Until recently, Turkey had achieved a more or less successful economic story. The country lured record high foreign direct investment (FDI) in 2007 at around $22 billion, followed by $19.8 billion in FDI in 2008. These years were characterized by an intensive reform agenda from the government. The country later hit record high growth figures in 2011, becoming the second fastest growing country in the world just after China.
It is unlikely for any emerging country to put things back on track right now, after the end of high liquidity party in global markets with the expected rate hike by the U.S. Federal Reserve soon. Within the last few days, the U.S. dollar has reached its highest value in 14 or more years.
We also cannot ignore Turkey’s domestic problems. The Turkish Lira has been the world’s worst hit currency in recent weeks, performing even worse than the Mexican peso, on the eve of the era of U.S. President-elect Donald Trump.
Politically, Turkey has suffered dozens of huge shocks – including fatal terror attacks, the escalating refugee crisis, and the failed July 15 coup attempt. In this environment, key sectors such as tourism have seen their darkest days in decades.
The cabinet has announced a series of measures in the banking, agriculture and ICT sectors to boost the economy. However, more is needed in the short-term to revive the economy at least slightly, especially after European Parliament lawmakers called on Nov. 24 for a temporary halt to EU membership talks with Ankara
because of the latter’s “disproportionate” reaction to the failed coup attempt.
First of all, the state of emergency, which was announced just after the coup attempt and later extended, should be ended as soon as possible by speeding up the investigation processes, at least on the business side, in order to recover some confidence in Turkey’s investment climate.
Second, the number of top officials talking about the economy should be minimized. The markets or others may now want to hear from one or two top economy officials about what is going on and what measures are being taken, rather than from five or more as we have at present.

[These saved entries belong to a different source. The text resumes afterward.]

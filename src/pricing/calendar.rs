//! Date helpers shared by the pricing models.
//!
//! Timestamps are read in whatever offset they already carry. No conversion
//! happens here, so a Saturday in the caller's timezone is a Saturday.

use chrono::{DateTime, Datelike, TimeZone, Weekday};
use rust_decimal::Decimal;

const SECONDS_PER_HOUR: i64 = 3600;

/// Rental length in hours, clamped to zero for inverted or empty windows.
pub fn duration_hours<Tz: TimeZone>(pickup: &DateTime<Tz>, dropoff: &DateTime<Tz>) -> Decimal {
    let seconds = dropoff.clone().signed_duration_since(pickup).num_seconds();
    if seconds <= 0 {
        return Decimal::ZERO;
    }
    Decimal::from(seconds) / Decimal::from(SECONDS_PER_HOUR)
}

pub fn is_weekend_day(weekday: Weekday) -> bool {
    matches!(weekday, Weekday::Sat | Weekday::Sun)
}

pub fn is_weekend<Tz: TimeZone>(instant: &DateTime<Tz>) -> bool {
    is_weekend_day(instant.weekday())
}

/// True when any calendar day from pickup's date through dropoff's date
/// (inclusive) is a Saturday or Sunday.
pub fn has_weekend_period<Tz: TimeZone>(pickup: &DateTime<Tz>, dropoff: &DateTime<Tz>) -> bool {
    let last = dropoff.date_naive();
    pickup
        .date_naive()
        .iter_days()
        .take_while(|day| *day <= last)
        // any seven consecutive days contain a weekend
        .take(7)
        .any(|day| is_weekend_day(day.weekday()))
}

Third, the apparent “focus” problem needs to be overcome. What I mean by that is Turkey should decide whether it will be an industrial county creating high technology products or whether that will remain a developed subsidiary industry. Does Turkey want to be a tourism country or an energy hub? Does it want to boost its decentralized agriculture industry?
Other key questions will follow this: Will Turkey choose to stick to the European Union
accession agenda as a reference point to realize structural reforms, increase productivity levels, improve the education system, and strengthen the rule of law? Or will it start to seek new alternative “reference points” with which it will foster economic and trade ties?
At this point, Turkey and the European Union, which is also Turkey’s largest trade partner, must take cautious steps in their bilateral ties. They need to use these new normal ties to understand each other and improve their ties, rather than closing all doors on each other.
Now is not the time for Turkey to waste time on daily conflicts and populist discourse. The country still has time to strengthen its economy and welfare dividend, but it must act as soon as possible.